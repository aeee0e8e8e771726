//! hashing and signing primitives for the feed
//!
//! All tree hashing is SHA-256 with a single domain byte so that a leaf, an
//! interior node and a root summary can never be confused for one another.
//! Sizes and indices are mixed in as big-endian u64. The discovery key is an
//! HMAC under the feed's public key, which lets a feed be advertised without
//! revealing the key itself.
use crate::error::{Error, Result};
use crate::storage::Node;
use ed25519_dalek::{Signature, Signer, SigningKey, Verifier, VerifyingKey};
use hmac::{Hmac, Mac};
use sha2::{Digest, Sha256};

pub type Hash = [u8; 32];

type HmacSha256 = Hmac<Sha256>;

const LEAF_TYPE: [u8; 1] = [0];
const PARENT_TYPE: [u8; 1] = [1];
const ROOT_TYPE: [u8; 1] = [2];
const DISCOVERY_LABEL: &[u8] = b"canopy";

/// hash of a single block of data
pub fn leaf(data: &[u8]) -> Hash {
    let mut hasher = Sha256::new();
    hasher.update(LEAF_TYPE);
    hasher.update((data.len() as u64).to_be_bytes());
    hasher.update(data);
    hasher.finalize().into()
}

/// Hash of an interior node over its two children.
///
/// The children are ordered by index, so callers may pass them either way.
pub fn parent(a: &Node, b: &Node) -> Hash {
    let (left, right) = if a.index < b.index { (a, b) } else { (b, a) };
    let mut hasher = Sha256::new();
    hasher.update(PARENT_TYPE);
    hasher.update((left.size + right.size).to_be_bytes());
    hasher.update(left.hash);
    hasher.update(right.hash);
    hasher.finalize().into()
}

/// summary hash over a full root set, the message that signatures cover
pub fn tree_root(roots: &[Node]) -> Hash {
    let mut hasher = Sha256::new();
    hasher.update(ROOT_TYPE);
    for root in roots {
        hasher.update(root.hash);
        hasher.update(root.index.to_be_bytes());
        hasher.update(root.size.to_be_bytes());
    }
    hasher.finalize().into()
}

/// keyed hash of the fixed label under the feed's public key
pub fn discovery_key(key: &[u8; 32]) -> Hash {
    let mut mac = HmacSha256::new_from_slice(key).expect("hmac accepts any key length");
    mac.update(DISCOVERY_LABEL);
    mac.finalize().into_bytes().into()
}

/// sign a message with the feed's secret key
pub fn sign(secret: &SigningKey, message: &[u8]) -> [u8; 64] {
    secret.sign(message).to_bytes()
}

/// Verify a detached signature against a 32-byte public key.
///
/// Fails with [Error::InvalidProof] on a bad key or a bad signature.
pub fn verify(key: &[u8; 32], message: &[u8], signature: &[u8]) -> Result<()> {
    let key = VerifyingKey::from_bytes(key).map_err(|_| Error::InvalidProof("bad public key"))?;
    let signature = Signature::from_slice(signature)
        .map_err(|_| Error::InvalidProof("malformed signature"))?;
    key.verify(message, &signature)
        .map_err(|_| Error::InvalidProof("bad signature"))
}

/// fresh Ed25519 key pair; returns the public key bytes alongside the secret
pub fn generate_keypair() -> ([u8; 32], SigningKey) {
    let secret = SigningKey::generate(&mut rand::rngs::OsRng);
    (secret.verifying_key().to_bytes(), secret)
}
//! index arithmetic for an in-order ("flat") binary tree
//!
//! Leaves sit at even indices, interior nodes at odd ones. The binary
//! representation of `index + 1` encodes depth (trailing one bits) and
//! horizontal offset, so every function here is a couple of shifts.
//!
//! ```text
//! 0
//!   1
//! 2
//!     3
//! 4
//!   5
//! 6
//! ```
use smallvec::SmallVec;

/// result type of [full_roots]; a feed of 2^64 blocks has at most 64 roots
pub type Roots = SmallVec<[u64; 64]>;

/// number of trailing one bits, i.e. the height of the node above the leaves
pub fn depth(index: u64) -> u64 {
    (!index).trailing_zeros() as u64
}

/// horizontal offset of the node within its depth row
pub fn offset(index: u64) -> u64 {
    index >> (depth(index) + 1)
}

/// node index from a depth and a horizontal offset
pub fn index(depth: u64, offset: u64) -> u64 {
    (offset << (depth + 1)) | ((1 << depth) - 1)
}

pub fn parent(i: u64) -> u64 {
    let d = depth(i);
    index(d + 1, offset(i) >> 1)
}

pub fn sibling(i: u64) -> u64 {
    let d = depth(i);
    index(d, offset(i) ^ 1)
}

pub fn uncle(i: u64) -> u64 {
    sibling(parent(i))
}

/// left child of an interior node. Calling this on a leaf is forbidden.
pub fn left_child(i: u64) -> u64 {
    let d = depth(i);
    debug_assert!(d > 0, "leaves have no children");
    index(d - 1, offset(i) << 1)
}

/// right child of an interior node. Calling this on a leaf is forbidden.
pub fn right_child(i: u64) -> u64 {
    let d = depth(i);
    debug_assert!(d > 0, "leaves have no children");
    index(d - 1, (offset(i) << 1) + 1)
}

/// leftmost leaf index covered by the subtree under `i`
pub fn left_span(i: u64) -> u64 {
    i - ((1 << depth(i)) - 1)
}

/// rightmost leaf index covered by the subtree under `i`
pub fn right_span(i: u64) -> u64 {
    i + (1 << depth(i)) - 1
}

/// number of leaves covered by the subtree under `i`
pub fn count_leaves(i: u64) -> u64 {
    1 << depth(i)
}

/// The minimal set of subtree roots covering the first `index / 2` leaves,
/// ascending. `index` must be even (a leaf boundary).
pub fn full_roots(index: u64) -> Roots {
    debug_assert!(index & 1 == 0, "roots are only defined at leaf boundaries");
    let mut roots = Roots::new();
    let mut remaining = index / 2;
    let mut offset = 0u64;
    while remaining > 0 {
        let mut factor = 1u64;
        while factor * 2 <= remaining {
            factor *= 2;
        }
        roots.push(offset + factor - 1);
        offset += 2 * factor;
        remaining -= factor;
    }
    roots
}

#[cfg(test)]
mod tests {
    use super::*;
    use quickcheck_macros::quickcheck;

    #[test]
    fn small_tree() {
        assert_eq!(depth(0), 0);
        assert_eq!(depth(1), 1);
        assert_eq!(depth(3), 2);
        assert_eq!(depth(5), 1);
        assert_eq!(parent(0), 1);
        assert_eq!(parent(2), 1);
        assert_eq!(parent(1), 3);
        assert_eq!(sibling(0), 2);
        assert_eq!(sibling(1), 5);
        assert_eq!(uncle(0), 5);
        assert_eq!(left_child(3), 1);
        assert_eq!(right_child(3), 5);
        assert_eq!(left_span(3), 0);
        assert_eq!(right_span(3), 6);
        assert_eq!(left_span(5), 4);
        assert_eq!(right_span(5), 6);
    }

    #[test]
    fn roots_of_prefixes() {
        assert!(full_roots(0).is_empty());
        assert_eq!(full_roots(2).as_slice(), &[0]);
        assert_eq!(full_roots(4).as_slice(), &[1]);
        assert_eq!(full_roots(6).as_slice(), &[1, 4]);
        assert_eq!(full_roots(8).as_slice(), &[3]);
        assert_eq!(full_roots(10).as_slice(), &[3, 8]);
        assert_eq!(full_roots(16).as_slice(), &[7]);
        assert_eq!(full_roots(18).as_slice(), &[7, 16]);
    }

    #[quickcheck]
    fn parent_identities(i: u64) -> bool {
        let i = i >> 8;
        parent(sibling(i)) == parent(i)
            && left_child(parent(i)) <= i
            && i <= right_child(parent(i))
    }

    #[quickcheck]
    fn child_spans_partition_parent(i: u64) -> bool {
        let i = parent(i >> 8);
        left_span(i) == left_span(left_child(i))
            && right_span(i) == right_span(right_child(i))
            && right_span(left_child(i)) + 2 == left_span(right_child(i))
    }

    #[quickcheck]
    fn full_roots_cover_exactly(n: u16) -> bool {
        let n = n as u64 * 2;
        let roots = full_roots(n);
        let covered: u64 = roots.iter().map(|r| count_leaves(*r)).sum();
        let ascending = roots.windows(2).all(|w| w[0] < w[1]);
        let contiguous = roots
            .windows(2)
            .all(|w| right_span(w[0]) + 2 == left_span(w[1]));
        covered == n / 2 && ascending && contiguous
    }
}
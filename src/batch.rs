//! sequencing primitives for the mutation pipeline
//!
//! [AtomicBatcher] serializes batches of work: submissions are queued in FIFO
//! order and drained by whichever call currently holds the worker role, so a
//! reentrant submission can never interleave with a running batch.
//! [FlushLatch] coalesces redundant flush requests into a single re-run,
//! last one wins.
use std::collections::VecDeque;

#[derive(Debug)]
pub(crate) struct AtomicBatcher<T> {
    queue: VecDeque<Vec<T>>,
    running: bool,
}

impl<T> Default for AtomicBatcher<T> {
    fn default() -> Self {
        Self {
            queue: VecDeque::new(),
            running: false,
        }
    }
}

impl<T> AtomicBatcher<T> {
    /// Submit a batch and drain the queue unless a drain is already running.
    ///
    /// A reentrant submission returns `Ok(())` immediately; the outer drain
    /// picks the batch up and its result is reported to the outer caller.
    pub fn run<E>(
        &mut self,
        batch: Vec<T>,
        mut worker: impl FnMut(Vec<T>) -> Result<(), E>,
    ) -> Result<(), E> {
        self.queue.push_back(batch);
        if self.running {
            return Ok(());
        }
        self.running = true;
        let mut result = Ok(());
        while let Some(next) = self.queue.pop_front() {
            result = worker(next);
            if result.is_err() {
                break;
            }
        }
        self.running = false;
        result
    }

    pub fn pending(&self) -> usize {
        self.queue.len()
    }
}

/// last-one-wins flush coalescing
#[derive(Debug, Default)]
pub(crate) struct FlushLatch {
    active: bool,
    pending: bool,
}

impl FlushLatch {
    /// true when the caller should perform the flush itself
    pub fn begin(&mut self) -> bool {
        if self.active {
            self.pending = true;
            false
        } else {
            self.active = true;
            true
        }
    }

    /// true when a request arrived mid-flush and the flush must re-run
    pub fn finish(&mut self) -> bool {
        if self.pending {
            self.pending = false;
            true
        } else {
            self.active = false;
            false
        }
    }
}

#[cfg(test)]
mod tests {
    use super::*;

    #[test]
    fn batches_complete_in_submission_order() {
        let mut batcher = AtomicBatcher::default();
        let mut seen = Vec::new();
        batcher
            .run(vec![1, 2], |b| -> Result<(), ()> {
                seen.extend(b);
                Ok(())
            })
            .unwrap();
        batcher
            .run(vec![3], |b| -> Result<(), ()> {
                seen.extend(b);
                Ok(())
            })
            .unwrap();
        assert_eq!(seen, vec![1, 2, 3]);
        assert_eq!(batcher.pending(), 0);
    }

    #[test]
    fn a_failed_batch_leaves_the_queue_usable() {
        let mut batcher = AtomicBatcher::default();
        assert!(batcher.run(vec![1], |_| Err("boom")).is_err());
        let mut seen = Vec::new();
        batcher
            .run(vec![2], |b| -> Result<(), ()> {
                seen.extend(b);
                Ok(())
            })
            .unwrap();
        assert_eq!(seen, vec![2]);
    }

    #[test]
    fn latch_coalesces_requests_while_active() {
        let mut latch = FlushLatch::default();
        assert!(latch.begin());
        // two requests while the flush runs fold into one re-run
        assert!(!latch.begin());
        assert!(!latch.begin());
        assert!(latch.finish());
        assert!(!latch.finish());
        // idle again
        assert!(latch.begin());
        assert!(!latch.finish());
    }
}
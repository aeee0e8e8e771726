//! the feed's side of the replication contract
//!
//! The feed never creates peers; the replication collaborator registers them
//! and listens for the notification hooks below. Selections record which
//! ranges the local side wants downloaded; peers consult them (plus the
//! pending-read set) to decide what to request.
use std::sync::Arc;

/// blocks that became available locally
#[derive(Debug, Clone, Copy, PartialEq, Eq)]
pub struct Have {
    pub start: u64,
    pub length: u64,
}

/// hooks a replication peer receives from the feed
pub trait Peer: Send + Sync {
    /// selections, waiters or the bitfield changed; re-evaluate requests
    fn update(&self);
    /// new verified blocks are readable locally
    fn have(&self, have: &Have);
    /// the verified byte length grew
    fn have_bytes(&self, byte_length: u64);
}

pub type ArcPeer = Arc<dyn Peer>;

pub type SelectionId = u64;

/// a declared interest in a range of the feed
#[derive(Debug, Clone, Copy, PartialEq, Eq)]
pub struct Selection {
    pub id: SelectionId,
    pub start: u64,
    /// `None` means open ended, i.e. follow the live tail
    pub end: Option<u64>,
    /// request strictly in order instead of rarest-first
    pub linear: bool,
    /// fetch hashes only, no block data
    pub hash: bool,
}

impl Selection {
    pub fn contains(&self, block: u64) -> bool {
        block >= self.start && self.end.map_or(true, |end| block < end)
    }
}

/// requested range as passed to `Feed::download`
#[derive(Debug, Clone, Copy, Default, PartialEq, Eq)]
pub struct DownloadRange {
    pub start: u64,
    pub end: Option<u64>,
    pub linear: bool,
    pub hash: bool,
}

impl DownloadRange {
    pub fn blocks(start: u64, end: u64) -> Self {
        Self {
            start,
            end: Some(end),
            ..Self::default()
        }
    }

    pub fn tail(start: u64) -> Self {
        Self {
            start,
            ..Self::default()
        }
    }
}

/// insertion-ordered selection set with swap removal
#[derive(Debug, Default)]
pub(crate) struct Selections {
    items: Vec<Selection>,
    next_id: SelectionId,
}

impl Selections {
    pub fn add(&mut self, range: DownloadRange) -> SelectionId {
        let id = self.next_id;
        self.next_id += 1;
        self.items.push(Selection {
            id,
            start: range.start,
            end: range.end,
            linear: range.linear,
            hash: range.hash,
        });
        id
    }

    pub fn remove(&mut self, id: SelectionId) -> Option<Selection> {
        let pos = self.items.iter().position(|s| s.id == id)?;
        Some(self.items.swap_remove(pos))
    }

    /// remove the first selection matching the range keys
    pub fn remove_range(&mut self, range: DownloadRange) -> Option<Selection> {
        let pos = self
            .items
            .iter()
            .position(|s| s.start == range.start && s.end == range.end)?;
        Some(self.items.swap_remove(pos))
    }

    pub fn as_slice(&self) -> &[Selection] {
        &self.items
    }

    pub fn clear(&mut self) {
        self.items.clear();
    }
}
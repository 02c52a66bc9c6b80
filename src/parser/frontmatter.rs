//! YAML front matter extraction.

use crate::error::RecoverableError;
use crate::types::Metadata;

/// Result of splitting a description into front matter and markdown body.
#[derive(Debug)]
pub struct FrontmatterResult {
    /// Decoded front matter, empty when absent or malformed.
    pub metadata: Metadata,
    /// Every line outside the front matter, each with its newline restored.
    pub body: String,
    /// Whether at least one `---` line was seen.
    pub has_frontmatter: bool,
    /// Set when the front matter text could not be decoded.
    pub error: Option<RecoverableError>,
}

/// Split a description into its front matter and markdown body.
///
/// A line that is exactly `---` (ignoring surrounding whitespace) toggles
/// between front matter and body. The markers themselves are dropped. An
/// unbalanced marker leaves the toggle where it is for the rest of the
/// document, so everything after a lone `---` is treated as front matter.
pub fn extract_frontmatter(source: &str) -> FrontmatterResult {
    let mut in_frontmatter = false;
    let mut has_frontmatter = false;
    let mut yaml = String::new();
    let mut body = String::new();

    for line in source.lines() {
        if line.trim() == "---" {
            in_frontmatter = !in_frontmatter;
            has_frontmatter = true;
            continue;
        }

        let target = if in_frontmatter { &mut yaml } else { &mut body };
        target.push_str(line);
        target.push('\n');
    }

    let (metadata, error) = match decode_metadata(&yaml) {
        Ok(metadata) => (metadata, None),
        Err(e) => {
            tracing::warn!("{e}");
            (Metadata::new(), Some(e))
        }
    };

    FrontmatterResult {
        metadata,
        body,
        has_frontmatter,
        error,
    }
}

/// Decode front matter text into a key/value map.
///
/// Blank text and a YAML null both decode to an empty map. Anything that is
/// not a mapping is an error. Numeric and boolean keys are stringified;
/// keys of any other shape are dropped.
pub fn decode_metadata(yaml: &str) -> Result<Metadata, RecoverableError> {
    if yaml.trim().is_empty() {
        return Ok(Metadata::new());
    }

    let parsed: serde_yaml::Value =
        serde_yaml::from_str(yaml).map_err(|e| RecoverableError::MetadataDecode {
            message: e.to_string(),
        })?;

    match parsed {
        serde_yaml::Value::Mapping(map) => Ok(map
            .into_iter()
            .filter_map(|(key, value)| key_to_string(key).map(|key| (key, value)))
            .collect()),
        serde_yaml::Value::Null => Ok(Metadata::new()),
        other => Err(RecoverableError::MetadataDecode {
            message: format!("expected a mapping, found {}", describe(&other)),
        }),
    }
}

fn key_to_string(key: serde_yaml::Value) -> Option<String> {
    match key {
        serde_yaml::Value::String(s) => Some(s),
        serde_yaml::Value::Number(n) => Some(n.to_string()),
        serde_yaml::Value::Bool(b) => Some(b.to_string()),
        _ => None,
    }
}

fn describe(value: &serde_yaml::Value) -> &'static str {
    match value {
        serde_yaml::Value::Null => "nothing",
        serde_yaml::Value::Bool(_) => "a boolean",
        serde_yaml::Value::Number(_) => "a number",
        serde_yaml::Value::String(_) => "a string",
        serde_yaml::Value::Sequence(_) => "a list",
        serde_yaml::Value::Mapping(_) => "a mapping",
        serde_yaml::Value::Tagged(_) => "a tagged value",
    }
}
//! Core domain types for portfoliodb.
//!
//! This module contains the values a parsed description is made of:
//! - `ParsedDescription` - the per-language aggregate for one project
//! - `Paragraph`, `Link`, `MediaEmbed`, `Footnote`, `Abbreviation` - records
//!   extracted from individual chunks

mod description;
mod records;

pub use description::{LanguageCode, Metadata, ParsedDescription, PerLanguage};
pub use records::{Abbreviation, Footnote, ImageEmbed, Link, MediaEmbed, Paragraph};
//! URL-safe identifiers for links.

use std::collections::HashSet;

/// Generate a URL-safe slug from text.
///
/// Lowercases ASCII letters, folds common Latin accents, turns whitespace,
/// `-` and `_` into single hyphens and drops everything else. Two different
/// names can produce the same slug; see [`unique_slug`].
pub fn slugify(text: &str) -> String {
    text.chars()
        .filter_map(|c| {
            let c = fold_accent(c);
            if c.is_ascii_alphanumeric() {
                Some(c.to_ascii_lowercase())
            } else if c.is_whitespace() || c == '-' || c == '_' {
                Some('-')
            } else {
                None
            }
        })
        .collect::<String>()
        .split('-')
        .filter(|s| !s.is_empty())
        .collect::<Vec<_>>()
        .join("-")
}

/// Make `slug` unique among `taken` by appending `-2`, `-3`, ...
///
/// The returned slug is added to `taken`. An empty slug becomes `fallback`
/// before deduplication.
pub fn unique_slug(slug: &str, fallback: &str, taken: &mut HashSet<String>) -> String {
    let base = if slug.is_empty() { fallback } else { slug };

    let mut candidate = base.to_string();
    let mut suffix = 2;
    while taken.contains(&candidate) {
        candidate = format!("{base}-{suffix}");
        suffix += 1;
    }

    taken.insert(candidate.clone());
    candidate
}

fn fold_accent(c: char) -> char {
    match c {
        'à' | 'á' | 'â' | 'ã' | 'ä' | 'å' | 'À' | 'Á' | 'Â' | 'Ã' | 'Ä' | 'Å' => 'a',
        'ç' | 'Ç' => 'c',
        'è' | 'é' | 'ê' | 'ë' | 'È' | 'É' | 'Ê' | 'Ë' => 'e',
        'ì' | 'í' | 'î' | 'ï' | 'Ì' | 'Í' | 'Î' | 'Ï' => 'i',
        'ñ' | 'Ñ' => 'n',
        'ò' | 'ó' | 'ô' | 'õ' | 'ö' | 'ø' | 'Ò' | 'Ó' | 'Ô' | 'Õ' | 'Ö' | 'Ø' => 'o',
        'ù' | 'ú' | 'û' | 'ü' | 'Ù' | 'Ú' | 'Û' | 'Ü' => 'u',
        'ý' | 'ÿ' | 'Ý' => 'y',
        _ => c,
    }
}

■ ■ ■

What is required →
If a line of the listing above contains "SmallVec", pick it out and copy it.

Exercise answer →
use smallvec::SmallVec;
pub type Roots = SmallVec<[u64; 64]>;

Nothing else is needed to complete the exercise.